PROVIDED RECORDS:
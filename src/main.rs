use std::path::PathBuf;
use std::process::ExitCode;
use std::sync::Arc;

use anyhow::Result;
use clap::Parser;
use tracing::info;

use persona_panels::config::{validate_agent_count, SessionConfig};
use persona_panels::llm::OpenAiClient;
use persona_panels::session::Session;
use persona_panels::tui::TerminalSurface;

#[derive(Parser)]
#[command(name = "persona-panels", about = "Stream N persona takes on a topic, side by side.")]
struct Cli {
    /// Discussion topic
    #[arg(long)]
    topic: String,

    /// Number of personas (1-7)
    #[arg(long)]
    agents: usize,

    /// Model to query (overrides config)
    #[arg(long)]
    model: Option<String>,

    /// Render refresh rate in Hz (overrides config)
    #[arg(long)]
    refresh_hz: Option<u32>,

    /// Config file (defaults to .persona-panels/config.yaml if present)
    #[arg(long)]
    config: Option<PathBuf>,
}

#[tokio::main]
async fn main() -> Result<ExitCode> {
    tracing_subscriber::fmt()
        .with_writer(std::io::stderr)
        .with_env_filter(
            tracing_subscriber::EnvFilter::from_default_env()
                .add_directive("persona_panels=warn".parse()?),
        )
        .init();

    let cli = Cli::parse();

    let mut config = SessionConfig::load(cli.config.as_deref())?;
    if let Some(model) = cli.model {
        config.model = model;
    }
    if let Some(hz) = cli.refresh_hz {
        config.refresh_hz = hz;
    }

    let agents = match validate_agent_count(cli.agents) {
        Ok(n) => n,
        Err(e) => {
            eprintln!("{e}");
            return Ok(ExitCode::from(2));
        }
    };
    if let Err(e) = config.refresh_period() {
        eprintln!("{e}");
        return Ok(ExitCode::from(2));
    }

    let client = match OpenAiClient::from_config(&config) {
        Ok(client) => client,
        Err(_) => {
            eprintln!("Missing OPENAI_API_KEY.");
            return Ok(ExitCode::from(2));
        }
    };

    println!(
        "\nGenerating {agents} persona(s) to discuss {}...\n",
        cli.topic
    );
    info!(model = %config.model, agents, "starting");

    let session = Session::new(Arc::new(client), config);
    let shutdown = async {
        let _ = tokio::signal::ctrl_c().await;
    };
    // The alternate screen is entered only once personas are ready
    let (report, surface) = session
        .run(&cli.topic, agents, TerminalSurface::stdout, shutdown)
        .await?;
    // Leave the alternate screen before printing the transcript
    drop(surface);

    for panel in &report.panels {
        println!("── {} ──", panel.label);
        println!("{}\n", panel.text.trim());
    }
    if report.cancelled {
        println!("Interrupted by user.");
    }
    Ok(ExitCode::SUCCESS)
}
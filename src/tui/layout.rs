//! Equal-width panel row.
//!
//! ```text
//! ┌─ Ana (28, Chemist, Curious) ─┐┌─ Ben (61, Pilot, Stoic) ─────┐
//! │                              ││                              │
//! │  streamed text, wrapped…     ││  streamed text, wrapped…     │
//! │                              ││                              │
//! └─ streaming… ─────────────────┘└─ done ───────────────────────┘
//! ```

use ratatui::layout::{Constraint, Layout, Rect};
use ratatui::style::{Color, Modifier, Style};
use ratatui::text::{Line, Span, Text};
use ratatui::widgets::{Block, Padding, Paragraph, Wrap};
use ratatui::Frame;

use crate::session::aggregator::PanelView;

pub const STATUS_STREAMING: &str = "streaming…";
pub const STATUS_DONE: &str = "done";
pub const PLACEHOLDER: &str = "waiting for personas…";

/// Footer text for a panel.
pub fn status_label(done: bool) -> &'static str {
    if done {
        STATUS_DONE
    } else {
        STATUS_STREAMING
    }
}

/// Draw every panel side by side, each with the same width.
pub fn draw_panels(f: &mut Frame, panels: &[PanelView]) {
    let area = f.area();
    if panels.is_empty() {
        let placeholder = Paragraph::new(Line::from(Span::styled(
            PLACEHOLDER,
            Style::default().fg(Color::DarkGray),
        )));
        f.render_widget(placeholder, area);
        return;
    }

    for (panel, cell) in panels.iter().zip(columns(area, panels.len()).iter()) {
        f.render_widget(panel_widget(panel), *cell);
    }
}

/// Split `area` into `n` equal columns.
pub fn columns(area: Rect, n: usize) -> Vec<Rect> {
    let n = u32::try_from(n).unwrap_or(u32::MAX).max(1);
    Layout::horizontal((0..n).map(|_| Constraint::Ratio(1, n)))
        .split(area)
        .to_vec()
}

/// One bordered panel: bold label on top, status underneath, body as-is.
pub fn panel_widget(panel: &PanelView) -> Paragraph<'_> {
    let accent = Style::default().fg(panel.color);
    let block = Block::bordered()
        .border_style(accent)
        .title(Line::from(Span::styled(
            format!(" {} ", panel.label),
            accent.add_modifier(Modifier::BOLD),
        )))
        .title_bottom(Line::from(format!(" {} ", status_label(panel.done))))
        .padding(Padding::uniform(1));

    Paragraph::new(Text::raw(panel.text.as_str()))
        .block(block)
        .wrap(Wrap { trim: false })
}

YOUR TASK:
Print, without alteration, only the lines above between the one holding "let area = f.area();" and the one holding "underneath, body as-is.", inclusive.

RESPONSE TO THIS EXERCISE:
    let area = f.area();
    if panels.is_empty() {
        let placeholder = Paragraph::new(Line::from(Span::styled(
            PLACEHOLDER,
            Style::default().fg(Color::DarkGray),
        )));
        f.render_widget(placeholder, area);
        return;
    }

    for (panel, cell) in panels.iter().zip(columns(area, panels.len()).iter()) {
        f.render_widget(panel_widget(panel), *cell);
    }
}

/// Split `area` into `n` equal columns.
pub fn columns(area: Rect, n: usize) -> Vec<Rect> {
    let n = u32::try_from(n).unwrap_or(u32::MAX).max(1);
    Layout::horizontal((0..n).map(|_| Constraint::Ratio(1, n)))
        .split(area)
        .to_vec()
}

/// One bordered panel: bold label on top, status underneath, body as-is.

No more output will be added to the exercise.